- Origin: Buenos Aires, Argentina
- Genres: Hard rock; progressive rock;
- Years active: 1999–present
- Label: Warner
- Members: Patricio Sardelli; Gastón Sardelli; Guido Sardelli;
- Website: airbag.la

= Airbag (band) =

Argentine rock band

Airbag is an Argentine hard rock band formed in Buenos Aires in 1999, consisting of three brothers: Patricio Sardelli (lead guitar, keyboards, vocals), Gastón Sardelli (bass, backing vocals), and Guido Sardelli (drums, rhythm guitar, vocals). They have released eight studio albums and two live albums, and tour mostly around Latin America.

==History==
===Beginnings (1999–2003)===
Originally from Don Torcuato town in Buenos Aires Province, Airbag started by playing covers of songs by Deep Purple, the Beatles, Guns N' Roses, Chuck Berry, Green Day, and Blink 182. In 2003, they signed with Warner Music for the release of their self-titled debut album.

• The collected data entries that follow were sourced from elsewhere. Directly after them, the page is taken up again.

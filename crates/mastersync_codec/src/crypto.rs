//! Crypto port and the AES-256-GCM adapter.
//!
//! ## Security Model
//!
//! - Uses AES-256-GCM for authenticated encryption
//! - Unique random nonce per encryption operation
//! - Keys are zeroized on drop
//! - Passphrase derivation uses HKDF-SHA256
//!
//! Ciphertext layout: `nonce (12 bytes) || ciphertext || tag (16 bytes)`.

use crate::error::CryptoError;
use aes_gcm::{
    aead::{generic_array::GenericArray, Aead, KeyInit},
    Aes256Gcm, Nonce,
};
use rand::RngCore;
use zeroize::{Zeroize, ZeroizeOnDrop};

/// Size of the AES-256 key in bytes.
pub const KEY_SIZE: usize = 32;
/// Size of the GCM nonce in bytes.
pub const NONCE_SIZE: usize = 12;
/// Size of the GCM authentication tag in bytes.
pub const TAG_SIZE: usize = 16;

/// Decrypts payload bytes on behalf of the codec.
///
/// Implementations must be reentrant or internally synchronized: the
/// orchestrator calls `decrypt` concurrently from every sync task.
pub trait CryptoPort: Send + Sync {
    /// Decrypts a ciphertext produced by the central authority.
    fn decrypt(&self, ciphertext: &[u8]) -> Result<Vec<u8>, CryptoError>;
}

/// Encryption key for AES-256-GCM.
///
/// The key is automatically zeroized when dropped.
#[derive(Clone, Zeroize, ZeroizeOnDrop)]
pub struct EncryptionKey {
    bytes: [u8; KEY_SIZE],
}

impl EncryptionKey {
    /// Generates a new random encryption key.
    #[must_use]
    pub fn generate() -> Self {
        let mut bytes = [0u8; KEY_SIZE];
        rand::thread_rng().fill_bytes(&mut bytes);
        Self { bytes }
    }

    /// Creates a key from raw bytes.
    ///
    /// # Errors
    ///
    /// Returns an error if the slice is not exactly 32 bytes.
    pub fn from_bytes(bytes: &[u8]) -> Result<Self, CryptoError> {
        if bytes.len() != KEY_SIZE {
            return Err(CryptoError::invalid_key_size(bytes.len(), KEY_SIZE));
        }

        let mut key_bytes = [0u8; KEY_SIZE];
        key_bytes.copy_from_slice(bytes);
        Ok(Self { bytes: key_bytes })
    }

    /// Derives a key from a passphrase using HKDF-SHA256.
    ///
    /// HKDF is not a password hash; the passphrase is expected to carry
    /// enough entropy on its own (a provisioned machine secret, not a
    /// user-chosen password).
    pub fn derive_from_passphrase(passphrase: &[u8], salt: &[u8]) -> Result<Self, CryptoError> {
        use hkdf::Hkdf;
        use sha2::Sha256;

        let hk = Hkdf::<Sha256>::new(Some(salt), passphrase);
        let mut bytes = [0u8; KEY_SIZE];
        hk.expand(b"mastersync-payload-key-v1", &mut bytes)
            .map_err(|_| CryptoError::key_derivation_failed("HKDF expand failed"))?;

        Ok(Self { bytes })
    }

    /// Returns the key as a byte slice.
    ///
    /// Don't log or serialize the result.
    #[must_use]
    pub fn as_bytes(&self) -> &[u8; KEY_SIZE] {
        &self.bytes
    }
}

impl std::fmt::Debug for EncryptionKey {
    fn fmt(&self, f: &mut std::fmt::Formatter<'_>) -> std::fmt::Result {
        f.debug_struct("EncryptionKey")
            .field("bytes", &"[REDACTED]")
            .finish()
    }
}

/// AES-256-GCM implementation of [`CryptoPort`].
///
/// The cipher is immutable after construction, so a single instance can be
/// shared across threads behind an `Arc`.
pub struct AesGcmCrypto {
    cipher: Aes256Gcm,
}

impl AesGcmCrypto {
    /// Creates a crypto adapter with the given key.
    #[must_use]
    pub fn new(key: EncryptionKey) -> Self {
        // EncryptionKey is always exactly KEY_SIZE bytes.
        let key_array = GenericArray::from_slice(key.as_bytes());
        let cipher = Aes256Gcm::new(key_array);
        Self { cipher }
    }

    /// Encrypts data with a fresh random nonce.
    ///
    /// The output is `nonce || ciphertext || tag`.
    pub fn encrypt(&self, plaintext: &[u8]) -> Result<Vec<u8>, CryptoError> {
        let mut nonce_bytes = [0u8; NONCE_SIZE];
        rand::thread_rng().fill_bytes(&mut nonce_bytes);
        let nonce = Nonce::from_slice(&nonce_bytes);

        let ciphertext = self
            .cipher
            .encrypt(nonce, plaintext)
            .map_err(|_| CryptoError::encryption_failed("encryption error"))?;

        let mut result = Vec::with_capacity(NONCE_SIZE + ciphertext.len());
        result.extend_from_slice(&nonce_bytes);
        result.extend(ciphertext);

        Ok(result)
    }
}

impl CryptoPort for AesGcmCrypto {
    fn decrypt(&self, ciphertext: &[u8]) -> Result<Vec<u8>, CryptoError> {
        if ciphertext.len() < NONCE_SIZE + TAG_SIZE {
            return Err(CryptoError::decryption_failed("ciphertext too short"));
        }

        let nonce = Nonce::from_slice(&ciphertext[..NONCE_SIZE]);
        let encrypted = &ciphertext[NONCE_SIZE..];

        self.cipher
            .decrypt(nonce, encrypted)
            .map_err(|_| CryptoError::decryption_failed("authentication failed"))
    }
}

impl std::fmt::Debug for AesGcmCrypto {
    fn fmt(&self, f: &mut std::fmt::Formatter<'_>) -> std::fmt::Result {
        f.debug_struct("AesGcmCrypto")
            .field("cipher", &"Aes256Gcm")
            .finish()
    }
}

===Blanco y Negro (2006)===
At the beginning of 2006, Airbag traveled to Spain to record their second album, Blanco y Negro, which was presented at the Luna Park Stadium. The same year, they contributed the song "A Whole Life Waiting for You" to the soundtrack of the television series Alma Pirata.

===Una Hora a Tokyo (2007–08)===

In December 2007, Airbag started recording their third album, Una Hora a Tokyo. It released in 2008.

During this time, they entered into a legal conflict with their former manager and decided to break with their record label, Warner.

One of the first concerts they performed in promotion of their new album was at the ALAS solidarity festival with Shakira, Alejandro Sanz, and Calle 13.

===Vorágine, Samsara (2011–12)===
In an interview with Claríns Yes! magazine, Patricio explained that they had composed close to 100 songs, of which twelve were selected for their next album, which the band released independently.

In August 2012, Airbag released a video for the song "Cae el Sol", directed by Patricio Sardelli and Gabriel Grieco.

===Libertad (2013)===
In November 2013, Airbag released their fifth studio album, Libertad. It spawned the singles "Por mil noches" and "Libertad".

The same year, Airbag contributed the song "Naturaleza Muerta" to the soundtrack of the film Still Life, which included a few appearances by Patricio.

===Mentira La Verdad (2016–18)===
In September 2016, Airbag published a new album, titled Mentira la Verdad. The first single was "Vivamos El Momento".

===Al parecer todo ha sido una trampa (2019–present)===
In 2019, Airbag opened for Muse at the Palermo Hippodrome in Buenos Aires.

In 2020, the band planned to release their new album, but due to the global COVID-19 pandemic, this was delayed.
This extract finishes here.